Andere wiederum verwenden sie als „politisches Konzept“, um Diskurse nicht nur kritisch zu hinterfragen, sondern selbst zu initiieren und auf deren Verlauf Einfluss zu nehmen (Jäger/Jäger 2007: 37). Angesichts dieser Vielfalt an Interpretationen erscheint es sinnvoll, zum Original zurückzukehren und die wesentlichen Elemente der Diskursanalyse Foucaults in diesem thematischen Rahmen vorzustellen.

Als Strukturalist interessiert sich Foucault für die „Ordnung des Diskurses“, die durch „Prozeduren“ bzw. Verfahren konstituiert wird (Foucault 1970: 11): Kurz dargestellt unterschiedet der Autor zwischen den äußeren Kontrollverfahren, die über das Aufkommen von Diskursen entscheiden, den inneren Verfahren zur Steuerung von Inhalten bzw. deren Interpretationen und schließlich den Verfahren zur Regelung des Zugangs zu Diskursen und damit zur Begrenzung der beteiligten Akteure. Alle drei Verfahrensklassen zeigen sich in verschiedenen Ausprägungen, von den im Folgenden einige herausgegriffen und auf die Brexit-Verhandlungen angewandt werden. Dabei beschränkt sich diese Analyse auf Diskurse in deutschsprachigen Medien unter der Fragestellung, wie der Diskurs über die Austrittsverhandlungen auf Seiten der EU und deren Mitgliedstaaten geführt wurde.   

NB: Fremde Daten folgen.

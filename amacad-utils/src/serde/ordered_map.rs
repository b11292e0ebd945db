//! Module that allows to (de-)serialize a `BTreeMap` with arbitrary keys with `serde`.
//!
//! JSON objects only allow string keys. Maps keyed by composite values (e.g. a `Vec` of parameter
//! values) are therefore written as a sequence of `{"key": ..., "val": ...}` entries, in key
//! order.
//!
//! Example:
//! ```ignore
//! #[derive(Serialize, Deserialize)]
//! struct Table {
//!     #[serde(with = "amacad_utils::serde::ordered_map")]
//!     rows: BTreeMap<Vec<u32>, f64>,
//! }
//! ```

use std::collections::BTreeMap;

use serde::{Deserialize, Deserializer, Serialize, Serializer};

/// Helper struct that allows (de-)serialization of a single entry.
#[derive(Deserialize, Serialize)]
struct Entry<K, V> {
    key: K,
    val: V,
}

/// Serialize a BTreeMap as a sequence of entries.
pub fn serialize<K: Serialize, V: Serialize, S: Serializer>(
    map: &BTreeMap<K, V>,
    serializer: S,
) -> Result<S::Ok, S::Error> {
    serializer.collect_seq(map.iter().map(|(key, val)| Entry { key, val }))
}

/// Deserialize a BTreeMap from a sequence of entries. Later entries overwrite earlier ones with
/// the same key.
pub fn deserialize<'de, K: Deserialize<'de> + Ord, V: Deserialize<'de>, D>(
    deserializer: D,
) -> Result<BTreeMap<K, V>, D::Error>
where
    D: Deserializer<'de>,
{
    Vec::<Entry<K, V>>::deserialize(deserializer).map(|v| {
        v.into_iter()
            .map(|entry: Entry<K, V>| (entry.key, entry.val))
            .collect()
    })
}
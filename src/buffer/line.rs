// src/buffer/line.rs

use std::cell::Cell;

use super::piece::{rune_offset, Piece};
use super::{LineEnding, LineId};

/// Text and terminator of a line, detached from any buffer. Shares the
/// pieces with the line it was taken from.
#[derive(Debug, Clone, Default, PartialEq, Eq)]
pub(crate) struct LineContent {
    pub(crate) pieces: Vec<Piece>,
    pub(crate) ending: LineEnding,
}

/// One line of text, stored as an ordered sequence of pieces.
///
/// The rune count is computed lazily and cached until the pieces change.
/// `prev`/`next` are arena handles owned by the `Buffer`; a line never refers
/// to its buffer.
#[derive(Debug, Default)]
pub struct Line {
    pieces: Vec<Piece>,
    length: Cell<Option<usize>>,
    pub(crate) ending: LineEnding,
    pub(crate) prev: Option<LineId>,
    pub(crate) next: Option<LineId>,
}

impl Line {
    pub fn new() -> Self {
        Line::default()
    }

    pub fn from_piece(piece: impl Into<Piece>) -> Self {
        let mut line = Line::new();
        line.append_piece(piece);
        line
    }

    pub(crate) fn from_pieces(pieces: Vec<Piece>, ending: LineEnding) -> Self {
        let mut line = Line::new();
        line.extend(pieces);
        line.ending = ending;
        line
    }

    pub(crate) fn from_content(content: LineContent) -> Self {
        Line::from_pieces(content.pieces, content.ending)
    }

    /// Appends a fragment. Empty fragments are dropped.
    pub fn append_piece(&mut self, piece: impl Into<Piece>) {
        let piece = piece.into();
        if !piece.is_empty() {
            self.pieces.push(piece);
        }
        self.invalidate();
    }

    /// Number of runes in the line.
    pub fn length(&self) -> usize {
        if let Some(length) = self.length.get() {
            return length;
        }
        let length = self.pieces.iter().map(Piece::rune_count).sum();
        self.length.set(Some(length));
        length
    }

    pub fn pieces(&self) -> &[Piece] {
        &self.pieces
    }

    pub fn byte_len(&self) -> usize {
        self.pieces.iter().map(Piece::len).sum()
    }

    pub fn is_empty(&self) -> bool {
        self.pieces.is_empty()
    }

    /// Concatenated content of all pieces.
    pub fn to_bytes(&self) -> Vec<u8> {
        let mut bytes = Vec::with_capacity(self.byte_len());
        for piece in &self.pieces {
            bytes.extend_from_slice(piece.as_bytes());
        }
        bytes
    }

    /// Terminator written after this line.
    pub fn ending(&self) -> LineEnding {
        self.ending
    }

    pub(crate) fn content(&self) -> LineContent {
        LineContent {
            pieces: self.pieces.clone(),
            ending: self.ending,
        }
    }

    /// Swaps in `content`, keeping the links.
    pub(crate) fn set_content(&mut self, content: LineContent) {
        self.pieces.clear();
        self.extend(content.pieces);
        self.ending = content.ending;
    }

    pub fn prev(&self) -> Option<LineId> {
        self.prev
    }

    pub fn next(&self) -> Option<LineId> {
        self.next
    }

    /// Cuts the line at rune `column`, keeping the left part and returning the
    /// pieces of the right part. Only the piece containing the cut is split.
    pub(crate) fn split_off(&mut self, column: usize) -> Vec<Piece> {
        let mut remaining = column;
        let mut index = 0;
        while index < self.pieces.len() {
            let runes = self.pieces[index].rune_count();
            if remaining < runes {
                break;
            }
            remaining -= runes;
            index += 1;
        }

        let mut right = self.pieces.split_off(index);
        if remaining > 0 {
            if let Some(first) = right.first() {
                let offset = rune_offset(first.as_bytes(), remaining);
                let (head, tail) = first.split_at(offset);
                self.pieces.push(head);
                right[0] = tail;
            }
        }
        self.invalidate();
        right
    }

    pub(crate) fn extend(&mut self, pieces: Vec<Piece>) {
        self.pieces
            .extend(pieces.into_iter().filter(|piece| !piece.is_empty()));
        self.invalidate();
    }

    pub(crate) fn clear(&mut self) {
        self.pieces.clear();
        self.invalidate();
    }

    fn invalidate(&self) {
        self.length.set(None);
    }
}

Foucaults theoretischer Ansatz erweist sich bereits in Bezug auf die äußeren Kontrollmechanismen als sehr hilfreich, um den Diskursverlauf der Jahre 2019-2020 nachzuvollziehen. Interessant sind in diesem Zusammenhang zwei Grenzziehungen, die ein wichtiges Instrument zur Diskurskontrolle darstellen, nämlich die Unterscheidung zwischen wahr und falsch und die „Unterscheidung zwischen Wahnsinn und Vernunft“ (Foucault 1970: 11 f.).  …[S. 3f.]